Records below:

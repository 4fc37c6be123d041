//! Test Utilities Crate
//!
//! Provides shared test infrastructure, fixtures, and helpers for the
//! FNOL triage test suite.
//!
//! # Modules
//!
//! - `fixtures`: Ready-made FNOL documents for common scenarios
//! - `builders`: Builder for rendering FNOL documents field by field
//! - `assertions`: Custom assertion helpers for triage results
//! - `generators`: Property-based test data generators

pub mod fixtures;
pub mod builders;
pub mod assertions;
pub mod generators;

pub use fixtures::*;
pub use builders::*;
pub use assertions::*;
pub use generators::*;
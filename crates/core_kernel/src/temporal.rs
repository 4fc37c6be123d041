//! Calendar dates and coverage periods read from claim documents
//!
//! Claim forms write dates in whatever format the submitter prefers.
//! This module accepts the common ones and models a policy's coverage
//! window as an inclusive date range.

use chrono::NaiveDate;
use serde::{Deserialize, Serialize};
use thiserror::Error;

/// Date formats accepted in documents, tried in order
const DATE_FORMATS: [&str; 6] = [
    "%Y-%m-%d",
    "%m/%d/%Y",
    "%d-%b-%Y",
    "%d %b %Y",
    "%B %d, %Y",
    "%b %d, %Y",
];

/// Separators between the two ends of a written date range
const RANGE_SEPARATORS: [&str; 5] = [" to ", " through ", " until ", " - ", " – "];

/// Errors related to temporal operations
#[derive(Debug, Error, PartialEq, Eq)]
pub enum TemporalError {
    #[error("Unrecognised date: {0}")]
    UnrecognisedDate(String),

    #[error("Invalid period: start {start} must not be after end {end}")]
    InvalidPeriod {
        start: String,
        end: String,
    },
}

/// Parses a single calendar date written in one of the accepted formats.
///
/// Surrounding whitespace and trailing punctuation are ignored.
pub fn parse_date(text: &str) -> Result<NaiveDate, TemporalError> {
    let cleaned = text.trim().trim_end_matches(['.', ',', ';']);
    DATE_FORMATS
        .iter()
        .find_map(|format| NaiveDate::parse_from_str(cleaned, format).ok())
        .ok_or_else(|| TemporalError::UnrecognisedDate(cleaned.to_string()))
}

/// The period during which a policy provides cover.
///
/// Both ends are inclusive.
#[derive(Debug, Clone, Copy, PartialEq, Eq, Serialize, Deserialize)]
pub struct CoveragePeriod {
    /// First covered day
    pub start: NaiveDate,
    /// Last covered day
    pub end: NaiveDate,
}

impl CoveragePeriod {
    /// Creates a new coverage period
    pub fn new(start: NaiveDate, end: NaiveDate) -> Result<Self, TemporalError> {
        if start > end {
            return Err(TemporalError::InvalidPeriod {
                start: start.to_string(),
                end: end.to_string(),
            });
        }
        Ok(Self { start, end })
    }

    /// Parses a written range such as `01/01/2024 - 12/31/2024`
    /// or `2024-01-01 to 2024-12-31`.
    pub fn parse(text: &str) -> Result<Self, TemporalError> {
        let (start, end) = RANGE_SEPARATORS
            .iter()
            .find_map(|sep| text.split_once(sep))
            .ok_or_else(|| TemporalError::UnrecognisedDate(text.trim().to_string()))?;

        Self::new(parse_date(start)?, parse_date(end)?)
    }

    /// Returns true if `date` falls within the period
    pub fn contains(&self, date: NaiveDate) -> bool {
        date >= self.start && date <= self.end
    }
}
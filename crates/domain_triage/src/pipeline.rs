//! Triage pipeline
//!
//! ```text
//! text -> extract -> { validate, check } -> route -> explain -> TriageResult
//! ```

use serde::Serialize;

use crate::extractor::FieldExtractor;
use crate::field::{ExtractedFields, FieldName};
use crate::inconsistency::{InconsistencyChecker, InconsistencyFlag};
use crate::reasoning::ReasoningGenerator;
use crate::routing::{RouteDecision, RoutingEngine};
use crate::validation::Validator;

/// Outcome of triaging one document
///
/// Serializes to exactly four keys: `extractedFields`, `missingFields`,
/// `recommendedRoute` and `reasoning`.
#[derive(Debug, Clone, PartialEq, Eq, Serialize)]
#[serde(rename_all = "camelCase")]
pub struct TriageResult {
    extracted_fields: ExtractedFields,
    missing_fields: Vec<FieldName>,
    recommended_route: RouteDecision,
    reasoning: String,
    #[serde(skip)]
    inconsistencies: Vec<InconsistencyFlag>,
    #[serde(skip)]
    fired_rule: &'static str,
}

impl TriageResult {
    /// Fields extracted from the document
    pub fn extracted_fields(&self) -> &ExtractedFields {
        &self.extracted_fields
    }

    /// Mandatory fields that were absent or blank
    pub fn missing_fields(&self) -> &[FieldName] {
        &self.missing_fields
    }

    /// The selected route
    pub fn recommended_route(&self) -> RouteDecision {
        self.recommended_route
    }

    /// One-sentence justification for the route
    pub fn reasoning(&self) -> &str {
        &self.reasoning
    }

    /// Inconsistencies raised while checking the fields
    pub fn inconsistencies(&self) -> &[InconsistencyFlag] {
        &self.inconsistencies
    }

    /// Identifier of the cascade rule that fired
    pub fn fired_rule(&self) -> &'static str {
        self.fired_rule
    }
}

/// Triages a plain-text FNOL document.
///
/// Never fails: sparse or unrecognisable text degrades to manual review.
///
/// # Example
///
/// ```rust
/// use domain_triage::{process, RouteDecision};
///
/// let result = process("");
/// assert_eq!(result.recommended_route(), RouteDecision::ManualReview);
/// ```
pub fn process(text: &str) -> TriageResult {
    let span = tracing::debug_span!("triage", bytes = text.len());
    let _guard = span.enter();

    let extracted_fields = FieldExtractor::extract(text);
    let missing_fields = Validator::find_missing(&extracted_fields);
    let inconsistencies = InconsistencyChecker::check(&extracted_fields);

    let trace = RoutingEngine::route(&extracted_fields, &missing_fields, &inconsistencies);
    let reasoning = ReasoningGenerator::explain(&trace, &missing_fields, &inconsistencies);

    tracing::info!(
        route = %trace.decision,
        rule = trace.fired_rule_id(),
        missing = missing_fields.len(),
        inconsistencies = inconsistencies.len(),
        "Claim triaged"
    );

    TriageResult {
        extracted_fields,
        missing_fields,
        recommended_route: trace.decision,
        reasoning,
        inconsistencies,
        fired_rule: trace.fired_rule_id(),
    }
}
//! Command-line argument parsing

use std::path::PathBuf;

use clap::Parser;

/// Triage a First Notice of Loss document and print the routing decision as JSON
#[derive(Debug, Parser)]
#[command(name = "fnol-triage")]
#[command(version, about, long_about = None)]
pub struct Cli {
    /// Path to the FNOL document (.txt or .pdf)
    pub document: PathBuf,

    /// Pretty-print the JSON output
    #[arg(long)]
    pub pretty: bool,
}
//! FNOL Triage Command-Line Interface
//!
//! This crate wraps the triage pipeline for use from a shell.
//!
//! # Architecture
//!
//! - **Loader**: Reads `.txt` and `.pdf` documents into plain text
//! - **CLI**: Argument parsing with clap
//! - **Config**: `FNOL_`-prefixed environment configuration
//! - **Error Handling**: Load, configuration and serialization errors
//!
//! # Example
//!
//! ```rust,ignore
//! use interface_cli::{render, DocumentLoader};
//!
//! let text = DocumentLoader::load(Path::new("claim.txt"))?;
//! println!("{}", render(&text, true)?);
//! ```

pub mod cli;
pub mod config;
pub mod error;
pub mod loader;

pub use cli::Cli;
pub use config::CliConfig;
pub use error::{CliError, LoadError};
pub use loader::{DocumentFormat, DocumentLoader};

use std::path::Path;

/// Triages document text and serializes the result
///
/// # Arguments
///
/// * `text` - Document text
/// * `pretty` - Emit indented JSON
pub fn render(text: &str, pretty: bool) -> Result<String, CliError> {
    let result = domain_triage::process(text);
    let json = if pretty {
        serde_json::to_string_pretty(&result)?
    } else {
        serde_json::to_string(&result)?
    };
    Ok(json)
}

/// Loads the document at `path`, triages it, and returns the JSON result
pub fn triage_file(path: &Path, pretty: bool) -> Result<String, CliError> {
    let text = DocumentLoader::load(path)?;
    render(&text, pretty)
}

End of Records.

Every line of the listing that includes the word "Clone" must be copied.

§ Answer section:
#[derive(Debug, Clone, Copy, PartialEq, Eq, Serialize, Deserialize)]
#[derive(Debug, Clone, PartialEq, Eq, Serialize)]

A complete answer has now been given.